UPDATE 3/30 – the opinion is now available (PDF) via the ACLU (one of the plaintiffs in the case) website.
ORIGINAL POST – Earlier today a U.S. District Court judge ruled against Myriad Genetics in its defense of a lawsuit challenging the validity of its genetic patents (H/T Techdirt and Twitter). Since there are levels of appeal left in this case, do not expect to see a lot of invalidated patents just yet. Once the ruling is available online, I can link to it here. In the meantime, the key point is that the judge ruled that the patents at issue
“are directed to a law of nature and were therefore improperly granted.”
It appears that this ruling indicates that the Myriad patents went beyond the standards established in the 1980 ruling that established the validity of patenting organisms, Diamond v.
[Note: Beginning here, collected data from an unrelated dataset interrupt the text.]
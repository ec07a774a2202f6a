// SPDX-License-Identifier: BUSL-1.1
// Copyright (c) 2026 Alfred Jean LLC

//! Task identifier and state machine.

use crate::id::ShortId;
use chrono::{DateTime, Utc};
use serde::{Deserialize, Serialize};
use std::path::PathBuf;
use thiserror::Error;

crate::define_id! {
    /// Unique identifier for a task.
    ///
    /// Stored as a lowercase hex string (128 bits of randomness in
    /// production). The first 8 characters are used for display only —
    /// the full identifier is what's recorded in filenames and git refs.
    #[derive(Default)]
    pub struct TaskId;
}

/// Status of a task.
///
/// Progression is exactly `Pending -> Running -> (Completed | Failed)`.
/// `Pending -> Failed` is permitted for errors that occur before the VM
/// starts (unknown repo, slot exhaustion, git setup failure).
#[derive(Debug, Clone, Copy, PartialEq, Eq, Serialize, Deserialize)]
#[serde(rename_all = "lowercase")]
pub enum TaskStatus {
    Pending,
    Running,
    Completed,
    Failed,
}

impl TaskStatus {
    /// Whether this status is terminal (`completed` or `failed`).
    pub fn is_terminal(self) -> bool {
        matches!(self, TaskStatus::Completed | TaskStatus::Failed)
    }
}

impl std::fmt::Display for TaskStatus {
    fn fmt(&self, f: &mut std::fmt::Formatter<'_>) -> std::fmt::Result {
        let s = match self {
            TaskStatus::Pending => "pending",
            TaskStatus::Running => "running",
            TaskStatus::Completed => "completed",
            TaskStatus::Failed => "failed",
        };
        write!(f, "{s}")
    }
}

/// Errors raised by invalid task state transitions.
///
/// These indicate a bug in the orchestrator (the state machine was driven
/// out of order), never a user-facing condition.
#[derive(Debug, Error)]
pub enum TaskError {
    #[error("task {id} cannot transition from {from} to {to}")]
    InvalidTransition {
        id: TaskId,
        from: TaskStatus,
        to: TaskStatus,
    },
}

/// Configuration used to create a new task.
#[derive(Debug, Clone)]
pub struct TaskConfig {
    pub id: TaskId,
    pub description: String,
    pub slot: u32,
    pub repo_alias: String,
    pub repo_path: PathBuf,
    pub created_at: DateTime<Utc>,
}

/// A task instance: identity, status, timestamps, and the paths it owns.
#[derive(Debug, Clone, Serialize, Deserialize)]
pub struct Task {
    pub id: TaskId,
    pub description_path: PathBuf,
    pub status: TaskStatus,
    pub slot: u32,
    pub repo_alias: String,
    pub repo_path: PathBuf,
    pub created_at: DateTime<Utc>,
    pub started_at: Option<DateTime<Utc>>,
    pub completed_at: Option<DateTime<Utc>>,
    pub pid: Option<u32>,
    pub exit_code: Option<i32>,
    pub start_ref: Option<String>,
    pub branch: Option<String>,
}

impl Task {
    /// Create a new task in `Pending` status. `start_ref` is set later, once
    /// the git engine has captured it (spec requires it be set before the VM
    /// starts, not necessarily at task-creation time).
    pub fn new(config: TaskConfig) -> Self {
        let task_dir = config.repo_path.join(".microvm/tasks").join(config.id.as_str());
        Self {
            id: config.id,
            description_path: task_dir.join("task.md"),
            status: TaskStatus::Pending,
            slot: config.slot,
            repo_alias: config.repo_alias,
            repo_path: config.repo_path,
            created_at: config.created_at,
            started_at: None,
            completed_at: None,
            pid: None,
            exit_code: None,
            start_ref: None,
            branch: None,
        }
    }

    /// The directory this task's files are rooted under:
    /// `<repo_path>/.microvm/tasks/<task_id>/`.
    pub fn task_dir(&self) -> PathBuf {
        self.repo_path.join(".microvm/tasks").join(self.id.as_str())
    }

    /// Short display form of the task id (first 8 hex chars).
    pub fn short_id(&self) -> &str {
        self.id.as_str().short(8)
    }

    /// Record the start reference and branch captured by the git engine.
    /// Must be called before `mark_running`.
    pub fn set_start_ref(&mut self, start_ref: String, branch: Option<String>) {
        self.start_ref = Some(start_ref);
        self.branch = branch;
    }

    /// Transition `Pending -> Running`, stamping `started_at` and the VM pid.
    pub fn mark_running(&mut self, pid: u32, now: DateTime<Utc>) -> Result<(), TaskError> {
        self.transition(TaskStatus::Running)?;
        self.pid = Some(pid);
        self.started_at = Some(now);
        Ok(())
    }

    /// Transition to `Completed`, stamping `completed_at` and the exit code.
    pub fn mark_completed(&mut self, exit_code: Option<i32>, now: DateTime<Utc>) -> Result<(), TaskError> {
        self.transition(TaskStatus::Completed)?;
        self.exit_code = exit_code;
        self.completed_at = Some(now);
        Ok(())
    }

    /// Transition to `Failed`, stamping `completed_at` and the exit code.
    /// Valid from either `Pending` (pre-start failure) or `Running`.
    pub fn mark_failed(&mut self, exit_code: Option<i32>, now: DateTime<Utc>) -> Result<(), TaskError> {
        self.transition(TaskStatus::Failed)?;
        self.exit_code = exit_code;
        self.completed_at = Some(now);
        Ok(())
    }

    fn transition(&mut self, to: TaskStatus) -> Result<(), TaskError> {
        let allowed = matches!(
            (self.status, to),
            (TaskStatus::Pending, TaskStatus::Running)
                | (TaskStatus::Pending, TaskStatus::Failed)
                | (TaskStatus::Running, TaskStatus::Completed)
                | (TaskStatus::Running, TaskStatus::Failed)
        );
        if !allowed {
            return Err(TaskError::InvalidTransition {
                id: self.id.clone(),
                from: self.status,
                to,
            });
        }
        self.status = to;
        Ok(())
    }
}

#[cfg(test)]
#[path = "task_tests.rs"]
mod tests;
Chakrabarty. So even if this ruling survives appeal (and it may go to the Supreme Court), it won’t roll back all genetically focused patents. Artificially created organisms would presumably still be patentable.
The direct motivation behind this case is two-fold: that the patents on the two breast cancer genes BRCA1 and BRCA2 have restricted research on those genes, and an undue restriction of patients trying to get a second opinion on their situation. That argument will survive for what we expect to be at least one more day in court. And the line between what biological things can or cannot be patented will continue to shift.